### DATA TO PROCESS

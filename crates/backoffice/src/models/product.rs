//! Product model.

use chrono::{DateTime, Utc};
use rust_decimal::Decimal;
use serde::{Deserialize, Serialize};

use storekeeper_core::{CategoryId, Entity, ProductId};

/// Highest accepted unit price.
///
/// A line of `i32::MAX` units at this price, plus tax, stays far inside the
/// `Decimal` range, so cart, order and invoice totals cannot overflow.
pub const MAX_UNIT_PRICE: Decimal = Decimal::from_parts(1_000_000_000, 0, 0, false, 0);

/// A catalog product with its stock level.
///
/// `quantity_in_stock` is only changed through the stock ledger or a
/// validated catalog update; it is never negative at rest.
#[derive(Debug, Clone, PartialEq, Eq, Serialize, Deserialize)]
pub struct Product {
    /// Unique product ID.
    pub id: ProductId,
    /// Display name.
    pub name: String,
    /// Free-form description.
    pub description: String,
    /// Category this product belongs to.
    pub category_id: CategoryId,
    /// Unit price, in `(0, MAX_UNIT_PRICE]`.
    pub price: Decimal,
    /// Units on hand.
    pub quantity_in_stock: i32,
    /// When the product was created.
    pub created_at: DateTime<Utc>,
    /// When stock was last adjusted; `None` until the first adjustment.
    pub last_restocked: Option<DateTime<Utc>>,
}

impl Product {
    /// Build a product with a fresh identity.
    #[must_use]
    pub fn new(input: NewProduct, now: DateTime<Utc>) -> Self {
        Self {
            id: ProductId::generate(),
            name: input.name,
            description: input.description,
            category_id: input.category_id,
            price: input.price,
            quantity_in_stock: input.quantity_in_stock,
            created_at: now,
            last_restocked: None,
        }
    }
}

impl Entity for Product {
    type Id = ProductId;

    fn id(&self) -> &ProductId {
        &self.id
    }
}

/// Input for creating a new product.
#[derive(Debug, Clone, Deserialize)]
pub struct NewProduct {
    /// Display name.
    pub name: String,
    /// Free-form description.
    pub description: String,
    /// Category this product belongs to.
    pub category_id: CategoryId,
    /// Unit price.
    pub price: Decimal,
    /// Opening stock level.
    pub quantity_in_stock: i32,
}
//! Read-only order queries.

use chrono::{DateTime, Datelike, Utc};
use rust_decimal::Decimal;

use storekeeper_core::{OrderId, OrderStatus};

use crate::db::JsonStore;
use crate::error::AppError;
use crate::models::Order;

/// Whether `date` falls in the given calendar month (UTC).
#[must_use]
pub fn is_in_month(date: DateTime<Utc>, year: i32, month: u32) -> bool {
    date.year() == year && date.month() == month
}

/// Order queries. Orders are immutable once placed.
pub struct OrderService<'a> {
    orders: &'a mut JsonStore<Order>,
}

impl<'a> OrderService<'a> {
    /// Create a new order service.
    #[must_use]
    pub const fn new(orders: &'a mut JsonStore<Order>) -> Self {
        Self { orders }
    }

    /// All orders in insertion order, re-read from disk.
    ///
    /// # Errors
    ///
    /// Returns `AppError::FileFormat` if the document cannot be read.
    pub fn all_orders(&mut self) -> Result<Vec<Order>, AppError> {
        Ok(self.orders.load_all()?)
    }

    /// Look up one order.
    #[must_use]
    pub fn get_order(&self, id: &OrderId) -> Option<Order> {
        self.orders.get_by_id(id).cloned()
    }

    /// Orders whose customer name contains `name`, ignoring case.
    ///
    /// # Errors
    ///
    /// Returns `AppError::FileFormat` if the document cannot be read.
    pub fn orders_by_customer(&mut self, name: &str) -> Result<Vec<Order>, AppError> {
        let needle = name.to_lowercase();
        Ok(self
            .orders
            .load_all()?
            .into_iter()
            .filter(|order| order.customer_name.to_lowercase().contains(&needle))
            .collect())
    }

    /// Orders placed within `[start, end]`, both ends inclusive.
    ///
    /// # Errors
    ///
    /// Returns `AppError::FileFormat` if the document cannot be read.
    pub fn orders_by_date_range(
        &mut self,
        start: DateTime<Utc>,
        end: DateTime<Utc>,
    ) -> Result<Vec<Order>, AppError> {
        Ok(self
            .orders
            .load_all()?
            .into_iter()
            .filter(|order| order.order_date >= start && order.order_date <= end)
            .collect())
    }

    /// Orders placed in one calendar month.
    ///
    /// # Errors
    ///
    /// Returns `AppError::FileFormat` if the document cannot be read.
    pub fn orders_by_month(&mut self, year: i32, month: u32) -> Result<Vec<Order>, AppError> {
        Ok(self
            .orders
            .load_all()?
            .into_iter()
            .filter(|order| is_in_month(order.order_date, year, month))
            .collect())
    }

    /// Sum of `total_amount` over Completed orders in one month.
    ///
    /// # Errors
    ///
    /// Returns `AppError::FileFormat` if the document cannot be read.
    pub fn monthly_revenue(&mut self, year: i32, month: u32) -> Result<Decimal, AppError> {
        Ok(self
            .orders_by_month(year, month)?
            .iter()
            .filter(|order| order.status == OrderStatus::Completed)
            .map(|order| order.total_amount)
            .sum())
    }
}
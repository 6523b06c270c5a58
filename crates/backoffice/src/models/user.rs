//! Back-office user model.

use chrono::{DateTime, Utc};
use secrecy::SecretString;
use serde::{Deserialize, Serialize};

use storekeeper_core::{Entity, UserId, UserRole};

/// A back-office account.
///
/// Implements `Debug` manually to redact the password hash.
#[derive(Clone, PartialEq, Eq, Serialize, Deserialize)]
pub struct User {
    /// Unique user ID.
    pub id: UserId,
    /// Login name, unique case-insensitively.
    pub username: String,
    /// Argon2 PHC string.
    pub password_hash: String,
    /// Display name.
    #[serde(default)]
    pub full_name: String,
    /// Permission level.
    pub role: UserRole,
    /// Inactive accounts cannot log in or act.
    pub is_active: bool,
    /// When the account was created.
    pub created_at: DateTime<Utc>,
}

impl User {
    /// Whether the user may manage other accounts.
    #[must_use]
    pub fn is_admin(&self) -> bool {
        self.role == UserRole::Admin
    }
}

impl std::fmt::Debug for User {
    fn fmt(&self, f: &mut std::fmt::Formatter<'_>) -> std::fmt::Result {
        f.debug_struct("User")
            .field("id", &self.id)
            .field("username", &self.username)
            .field("password_hash", &"[REDACTED]")
            .field("full_name", &self.full_name)
            .field("role", &self.role)
            .field("is_active", &self.is_active)
            .field("created_at", &self.created_at)
            .finish()
    }
}

impl Entity for User {
    type Id = UserId;

    fn id(&self) -> &UserId {
        &self.id
    }
}

/// Input for creating a new user.
#[derive(Debug, Clone)]
pub struct NewUser {
    /// Login name.
    pub username: String,
    /// Plain-text password, hashed before storage.
    pub password: SecretString,
    /// Display name.
    pub full_name: String,
    /// Permission level.
    pub role: UserRole,
}

#[cfg(test)]
mod tests {
    use super::*;

    #[test]
    fn test_user_debug_redacts_password_hash() {
        let user = User {
            id: UserId::new("u-1"),
            username: "cashier".to_string(),
            password_hash: "$argon2id$v=19$secret-material".to_string(),
            full_name: "Front Desk".to_string(),
            role: UserRole::Employee,
            is_active: true,
            created_at: Utc::now(),
        };

        let debug_output = format!("{user:?}");

        assert!(debug_output.contains("cashier"));
        assert!(debug_output.contains("[REDACTED]"));
        assert!(!debug_output.contains("secret-material"));
    }
}
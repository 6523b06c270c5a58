//! Invoice model.

use chrono::{DateTime, Utc};
use serde::{Deserialize, Serialize};

use storekeeper_core::{Entity, InvoiceId, OrderId};

/// A rendered invoice for one order.
///
/// Derived data: it can be regenerated from the order at any time and is not
/// a source of truth.
#[derive(Debug, Clone, PartialEq, Eq, Serialize, Deserialize)]
pub struct Invoice {
    /// Unique invoice ID (`INV-YYYYMMDD-HHMMSS-xxxx`).
    pub id: InvoiceId,
    /// Order this invoice was rendered from.
    pub order_id: OrderId,
    /// Rendered invoice text.
    pub content: String,
    /// When the invoice was rendered.
    pub generated_at: DateTime<Utc>,
}

impl Entity for Invoice {
    type Id = InvoiceId;

    fn id(&self) -> &InvoiceId {
        &self.id
    }
}
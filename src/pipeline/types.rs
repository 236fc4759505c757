//! Ephemeral value objects passed through one turn of the pipeline

use crate::history::Turn;
use crate::profile::PersonalityProfile;
use crate::session::{SessionEvent, SessionState};
use crate::{SessionId, TurnId};
use parking_lot::Mutex;
use std::sync::Arc;
use tokio::sync::broadcast;
use tokio_util::sync::CancellationToken;
use tracing::debug;

/// User input for one turn
#[derive(Debug, Clone)]
pub enum InputPayload {
    /// Raw captured audio, to be transcribed
    Audio(Vec<u8>),

    /// Text input, transcription stage is skipped
    Text(String),
}

/// Everything the coordinator needs to execute one turn. Not persisted.
pub struct PipelineRequest {
    pub session_id: SessionId,
    pub turn_id: TurnId,
    pub ordinal: u64,
    pub input: InputPayload,
    pub profile: PersonalityProfile,
    pub language_hint: Option<String>,
    pub cancel: CancellationToken,
}

/// Terminal outcome of one pipeline run
#[derive(Debug, Clone)]
pub struct PipelineResult {
    /// The recorded turn, already appended to history
    pub turn: Turn,

    /// Output chunks that reached the presentation boundary
    pub chunks_delivered: u64,
}

/// The slice of per-session state a turn is allowed to touch: the state
/// cell (shared with the session manager) and the event channel.
#[derive(Clone)]
pub struct TurnContext {
    state: Arc<Mutex<SessionState>>,
    events: broadcast::Sender<SessionEvent>,
    pub continuous: bool,
}

impl TurnContext {
    pub fn new(
        state: Arc<Mutex<SessionState>>,
        events: broadcast::Sender<SessionEvent>,
        continuous: bool,
    ) -> Self {
        Self {
            state,
            events,
            continuous,
        }
    }

    pub fn state(&self) -> SessionState {
        *self.state.lock()
    }

    /// Move to a new state and notify subscribers
    pub fn transition(&self, to: SessionState) {
        let from = {
            let mut state = self.state.lock();
            std::mem::replace(&mut *state, to)
        };
        if from != to {
            debug!(%from, %to, "session state changed");
            let _ = self.events.send(SessionEvent::StateChanged { from, to });
        }
    }

    /// Emit a non-state event. Send errors just mean nobody is
    /// subscribed right now.
    pub fn emit(&self, event: SessionEvent) {
        let _ = self.events.send(event);
    }
}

######

PROBLEM: Every line in the data that holds the string "CancellationToken" should be copied.

YOUR SOLUTION:
use tokio_util::sync::CancellationToken;
    pub cancel: CancellationToken,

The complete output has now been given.